Embora resultados como esse sejam atribuídos aos efeitos da imigração – explicou –, há razões mais profundas para o avanço neonazista na Europa. “O aumento dos votos para a extrema-direita vem de setores que têm pouco contato com os imigrantes, mas foram esquecidas pelo Estado e achavam, com razão, que foram abandonados pelas instituições políticas.” Segundo ele, desde o assalto do neoliberalismo na geração anterior, a recessão profunda de 2008, com impactos catastróficos, agravou o abandono social e deixou um legado “que nos empurrou ao abismo”.
Carlos Ominami apontou para duas “ausências sentidas” no atual quadro político brasileiro e latino-americano: Marco Aurélio Garcia (que morreu em 20 de julho de 2017) e Lula, para ele “o líder politico mais importante do Brasil e principal líder progressista do mundo”. “Desaparecido Mandela, resta Lula. Principalmente pela sua liderança, tentaram destruí-lo. Não conseguiram. Hoje ele é maior do que ontem. E, vendo o que acontece na América Latina hoje, como Marco Aurélio faz falta”, exclamou.

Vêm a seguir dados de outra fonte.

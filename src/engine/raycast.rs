//! Per-column ray / grid traversal (DDA).
//!
//! For every screen column a ray leaves the camera through the camera
//! plane and steps cell by cell, always crossing whichever grid line is
//! nearer, until it enters a wall cell.  The result is a [`ColumnHit`]
//! per column, or `None` when the ray leaves the map or exceeds the
//! step bound.
//!
//! ```text
//!   camera_x = 2·x / w − 1            (-1 … +1)
//!   ray      = dir + plane · camera_x
//!   perp     = (map − pos + (1 − step)/2) / ray      (hit axis only)
//! ```
//!
//! Distances are measured along the view axis, not along the ray, so
//! straight walls stay straight (no fisheye).

use glam::DVec2;

use crate::{
    engine::{projection::texture_column, types::Screen},
    world::{CameraPose, Grid},
};

/// Which family of grid lines the ray crossed last.
#[derive(Clone, Copy, Debug, PartialEq, Eq)]
pub enum Side {
    /// Crossed a vertical line (`x = const`): east/west face.
    X,
    /// Crossed a horizontal line (`y = const`): north/south face.
    Y,
}

/// What one screen column sees.
#[derive(Clone, Copy, Debug, PartialEq)]
pub struct ColumnHit {
    pub cell_x: i32,
    pub cell_y: i32,
    pub side: Side,
    /// Distance along the camera's forward axis.
    pub perp_dist: f64,
    /// Grid value minus one.
    pub material: u32,
    /// Fractional hit position along the face, in `[0, 1)`.
    pub tex_u: f64,
    /// Face seen from the side where `tex_u` runs right to left; the
    /// texel column is flipped so textures read the same from every
    /// direction.
    pub mirrored: bool,
}

impl ColumnHit {
    /// Texel column of a texture `tex_w` texels wide.
    #[inline]
    pub fn texel_column(&self, tex_w: usize) -> usize {
        texture_column(self.tex_u, self.mirrored, tex_w)
    }
}

/// Hard cap on DDA iterations for a grid: a ray inside the map can never
/// cross more than `width + height` cell boundaries before leaving it.
#[inline]
pub fn max_steps(grid: &Grid) -> usize {
    grid.width() + grid.height()
}

/// Project every column of `screen`.  `result.len() == screen.w`.
pub fn project(grid: &Grid, screen: &Screen, pose: &CameraPose) -> Vec<Option<ColumnHit>> {
    let mut out = Vec::with_capacity(screen.w);
    project_into(grid, screen, pose, &mut out);
    out
}

/// Like [`project`] but reuses `out` between frames.
pub fn project_into(
    grid: &Grid,
    screen: &Screen,
    pose: &CameraPose,
    out: &mut Vec<Option<ColumnHit>>,
) {
    debug_assert!(pose.dir != DVec2::ZERO, "camera heading must be non-zero");

    out.clear();
    let w = screen.w as f64;
    for x in 0..screen.w {
        let camera_x = 2.0 * x as f64 / w - 1.0;
        let hit = cast_ray(grid, pose.pos, pose.ray_dir(camera_x));
        if hit.is_none() {
            tracing::trace!(column = x, "ray left the map without a hit");
        }
        out.push(hit);
    }
}

/// Per-axis DDA state.
#[derive(Clone, Copy)]
struct Axis {
    map: i32,
    step: i32,
    delta: f64,
    side_dist: f64,
}

impl Axis {
    fn new(pos: f64, ray: f64) -> Self {
        let map = pos.floor() as i32;
        // Zero component: this axis is never crossed.
        let delta = if ray == 0.0 {
            f64::INFINITY
        } else {
            (1.0 / ray).abs()
        };
        let (step, edge) = if ray < 0.0 {
            (-1, pos - map as f64)
        } else {
            (1, map as f64 + 1.0 - pos)
        };
        let side_dist = if delta.is_infinite() {
            f64::INFINITY
        } else {
            edge * delta
        };
        Self {
            map,
            step,
            delta,
            side_dist,
        }
    }

    #[inline]
    fn advance(&mut self) {
        self.side_dist += self.delta;
        self.map += self.step;
    }

    /// Distance along the view axis to the face just crossed.
    #[inline]
    fn perp(&self, pos: f64, ray: f64) -> f64 {
        (self.map as f64 - pos + (1 - self.step) as f64 / 2.0) / ray
    }
}

/// Trace a single ray from `pos` along `ray`.
pub fn cast_ray(grid: &Grid, pos: DVec2, ray: DVec2) -> Option<ColumnHit> {
    let mut ax = Axis::new(pos.x, ray.x);
    let mut ay = Axis::new(pos.y, ray.y);

    for _ in 0..max_steps(grid) {
        // ties go to X
        let side = if ax.side_dist <= ay.side_dist {
            ax.advance();
            Side::X
        } else {
            ay.advance();
            Side::Y
        };

        let cell = grid.get(ax.map, ay.map)?;
        if cell == 0 {
            continue;
        }

        let perp_dist = match side {
            Side::X => ax.perp(pos.x, ray.x),
            Side::Y => ay.perp(pos.y, ray.y),
        };
        debug_assert!(perp_dist >= 0.0, "negative wall distance {perp_dist}");

        let wall = match side {
            Side::X => pos.y + perp_dist * ray.y,
            Side::Y => pos.x + perp_dist * ray.x,
        };
        let tex_u = wall - wall.floor();
        let mirrored = (side == Side::X && ray.x > 0.0) || (side == Side::Y && ray.y < 0.0);

        return Some(ColumnHit {
            cell_x: ax.map,
            cell_y: ay.map,
            side,
            perp_dist,
            material: cell - 1,
            tex_u,
            mirrored,
        });
    }
    None
}

/*──────────────────────────────── Tests ───────────────────────────────*/
#[cfg(test)]
mod tests {
    use super::*;
    use glam::dvec2;

    /// `w`×`h` room, border = 1, interior = 0.
    fn walled_room(w: usize, h: usize) -> Grid {
        let cells = (0..w * h)
            .map(|i| {
                let (x, y) = (i % w, i / w);
                (x == 0 || y == 0 || x == w - 1 || y == h - 1) as u32
            })
            .collect();
        Grid::new(w, h, cells).unwrap()
    }

    /// 6×6 map whose only walls are the column x = 5 (material 3).
    fn east_wall() -> Grid {
        let cells = (0..36).map(|i| if i % 6 == 5 { 4 } else { 0 }).collect();
        Grid::new(6, 6, cells).unwrap()
    }

    fn screen(w: usize) -> Screen {
        Screen::new(w, 100)
    }

    #[test]
    fn one_hit_per_column() {
        let grid = walled_room(10, 10);
        let pose = CameraPose::new(dvec2(5.5, 5.5), dvec2(-1.0, 0.0), dvec2(0.0, 0.66));
        let cols = project(&grid, &screen(64), &pose);
        assert_eq!(cols.len(), 64);
        assert!(cols.iter().all(Option::is_some));
    }

    #[test]
    fn center_column_facing_west_hits_x_side() {
        let grid = walled_room(10, 10);
        let pose = CameraPose::new(dvec2(5.5, 5.5), dvec2(-1.0, 0.0), dvec2(0.0, 0.66));
        let cols = project(&grid, &screen(2), &pose);
        let hit = cols[1].unwrap(); // camera_x = 0
        assert_eq!(hit.side, Side::X);
        assert_eq!((hit.cell_x, hit.cell_y), (0, 5));
        assert!((hit.perp_dist - 4.5).abs() < 1e-12);
        assert_eq!(hit.material, 0);
    }

    #[test]
    fn projection_is_deterministic() {
        let grid = walled_room(24, 24);
        let mut pose = CameraPose::new(dvec2(22.0, 12.0), dvec2(-1.0, 0.0), dvec2(0.0, 0.66));
        pose.rotate(0.37);
        let a = project(&grid, &screen(320), &pose);
        let b = project(&grid, &screen(320), &pose);
        assert_eq!(a, b);

        let mut reused = Vec::new();
        project_into(&grid, &screen(320), &pose, &mut reused);
        project_into(&grid, &screen(320), &pose, &mut reused);
        assert_eq!(a, reused);
    }

    #[test]
    fn edge_columns_span_the_fov() {
        let pose = CameraPose::new(dvec2(2.5, 2.5), dvec2(-1.0, 0.0), dvec2(0.0, 0.66));
        let w = 320usize;
        let first = pose.ray_dir(2.0 * 0.0 / w as f64 - 1.0);
        let last = pose.ray_dir(2.0 * (w - 1) as f64 / w as f64 - 1.0);
        assert_eq!(first, dvec2(-1.0, -0.66));
        assert_ne!(first, last);
        // the two edge rays lie on opposite sides of the heading
        assert!(pose.dir.perp_dot(first) * pose.dir.perp_dot(last) < 0.0);
        let spread = first.angle_to(last).abs();
        assert!((spread - pose.fov()).abs() < 0.01);
    }

    #[test]
    fn x_hit_facing_east_is_mirrored() {
        let grid = east_wall();
        let pose = CameraPose::new(dvec2(2.0, 2.0), dvec2(1.0, 0.0), dvec2(0.0, 0.66));

        // camera_x = 0: straight ray, raw fraction 0
        let hit = project(&grid, &screen(2), &pose)[1].unwrap();
        assert_eq!((hit.cell_x, hit.side), (5, Side::X));
        assert!((hit.perp_dist - 3.0).abs() < 1e-12);
        assert_eq!(hit.material, 3);
        assert_eq!(hit.tex_u, 0.0);
        assert!(hit.mirrored);
        // texW - floor(raw * texW) - 1
        assert_eq!(hit.texel_column(64), 63);

        // camera_x = 0.5: ray (1, 0.33) meets x = 5 at y = 2.99
        let hit = project(&grid, &screen(4), &pose)[3].unwrap();
        assert_eq!((hit.cell_x, hit.cell_y, hit.side), (5, 2, Side::X));
        let wall = 2.0 + hit.perp_dist * 0.33;
        let raw = wall - wall.floor();
        assert!((hit.tex_u - raw).abs() < 1e-9);
        assert!((0.0..1.0).contains(&hit.tex_u));
        assert!(hit.mirrored);
        assert_eq!(hit.texel_column(64), 64 - (raw * 64.0) as usize - 1);
        assert_eq!(hit.texel_column(64), 0);
    }

    #[test]
    fn x_hit_facing_west_is_not_mirrored() {
        let grid = walled_room(6, 6);
        let pose = CameraPose::new(dvec2(3.0, 2.0), dvec2(-1.0, 0.0), dvec2(0.0, 0.66));
        // camera_x = 0.5: ray (-1, 0.33) meets x = 1 at y = 2.66
        let hit = project(&grid, &screen(4), &pose)[3].unwrap();
        assert_eq!((hit.cell_x, hit.side), (0, Side::X));
        assert!((hit.perp_dist - 2.0).abs() < 1e-12);
        assert!((hit.tex_u - 0.66).abs() < 1e-9);
        assert!(!hit.mirrored);
        assert_eq!(hit.texel_column(64), 42);
    }

    #[test]
    fn five_by_five_top_wall() {
        let grid = walled_room(5, 5);
        let pose = CameraPose::new(dvec2(2.5, 2.5), dvec2(0.0, -1.0), dvec2(0.66, 0.0));
        let cols = project(&grid, &screen(1), &pose);
        assert_eq!(cols.len(), 1);
        let hit = cols[0].unwrap();
        assert_eq!(hit.cell_y, 0);
        assert_eq!(hit.side, Side::Y);
        // the top wall's face is the line y = 1
        assert!((hit.perp_dist - 1.5).abs() < 1e-12);
    }

    #[test]
    fn center_ray_north_reports_face_distance() {
        let grid = walled_room(5, 5);
        let pose = CameraPose::new(dvec2(2.5, 2.5), dvec2(0.0, -1.0), dvec2(0.66, 0.0));
        let hit = project(&grid, &screen(2), &pose)[1].unwrap();
        assert_eq!((hit.cell_x, hit.cell_y, hit.side), (2, 0, Side::Y));
        assert!((hit.perp_dist - 1.5).abs() < 1e-12);
        // Y hit with ray.y < 0 is mirrored: raw 0.5 samples texel 31 of 64
        assert!((hit.tex_u - 0.5).abs() < 1e-12);
        assert!(hit.mirrored);
        assert_eq!(hit.texel_column(64), 31);
    }

    #[test]
    fn perpendicular_distance_is_flat_across_columns() {
        // Facing a straight wall every column reports the same depth.
        let grid = walled_room(40, 40);
        let pose = CameraPose::new(dvec2(20.5, 20.5), dvec2(0.0, -1.0), dvec2(0.66, 0.0));
        for hit in project(&grid, &screen(33), &pose).into_iter().flatten() {
            if hit.side == Side::Y && hit.cell_y == 0 {
                assert!((hit.perp_dist - 19.5).abs() < 1e-9);
            }
        }
    }

    #[test]
    fn open_map_yields_no_hit() {
        let grid = Grid::new(4, 4, vec![0; 16]).unwrap();
        let pose = CameraPose::new(dvec2(2.5, 2.5), dvec2(1.0, 0.0), dvec2(0.0, 0.66));
        let cols = project(&grid, &screen(8), &pose);
        assert_eq!(cols.len(), 8);
        assert!(cols.iter().all(Option::is_none));
    }

    #[test]
    fn axis_aligned_ray_with_integer_position() {
        // ray.y == 0 and pos.y on a grid line must not produce NaN
        let grid = walled_room(6, 6);
        let hit = cast_ray(&grid, dvec2(3.0, 3.0), dvec2(1.0, 0.0)).unwrap();
        assert_eq!((hit.cell_x, hit.cell_y, hit.side), (5, 3, Side::X));
        assert!((hit.perp_dist - 2.0).abs() < 1e-12);
    }

    #[test]
    fn exact_diagonal_tie_prefers_x() {
        let grid = walled_room(6, 6);
        // From the cell centre both first crossings are 0.5 away.
        let mut map = vec![0u32; 36];
        map[2 * 6 + 3] = 2; // (3, 2)
        map[3 * 6 + 2] = 3; // (2, 3)
        let grid_tie = Grid::new(6, 6, map).unwrap();
        let hit = cast_ray(&grid_tie, dvec2(2.5, 2.5), dvec2(1.0, 1.0)).unwrap();
        assert_eq!(hit.side, Side::X);
        assert_eq!((hit.cell_x, hit.cell_y), (3, 2));
        assert_eq!(hit.material, 1);
        assert!(cast_ray(&grid, dvec2(2.5, 2.5), dvec2(1.0, 1.0)).is_some());
    }

    #[test]
    fn step_bound_matches_grid() {
        assert_eq!(max_steps(&walled_room(24, 24)), 48);
    }
}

Zapatero fez uma exposição chamando a esquerda e setores progressistas ao otimismo. Se disse motivado pela campanha de Fernando Haddad à Presidência da República. “É uma campanha decisiva para o Brasil, a América Latina e a ordem global.” Na opinião do ex-primeiro-ministro espanhol, o Brasil é uma “referência decisiva” para a América Latina, após o governo petista. “O Brasil de Lula deixou legados decisivos: nunca ninguém tinha empenhado uma força contra a miséria no mundo como Lula, e sem ele não haveria compromisso no mundo para erradicar a morte por fome.”
O líder espanhol baseou sua argumentação em alguns pontos, principalmente a ideia de que a política é uma prática da esquerda. “A direita é que não gosta da politica. Nossa tarefa é fazer com se acredite nas instituições. Façam o esforço para que outubro (nas eleições) abra uma porta diferente no Brasil. Vimos o Brasil construir os melhores momentos de sua história nos últimos anos.”
Reafirmando seu otimismo, Zapatero acrescentou, com uma exortação: “Fernando (Haddad) vai ser o presidente. Eu sei disso. Vai ser uma vitória generosa. Deem esse exemplo de generosidade. Digam isso ao conjunto da América Latina.”
Ele lembrou que o México elegeu em julho deste ano o esquerdista Andrés Manuel López Obrador. “(A situação) começou a mudar a partir do México. A direita pode frear alguns processos, mas a esquerda vai se impor. Convençam-se disso”.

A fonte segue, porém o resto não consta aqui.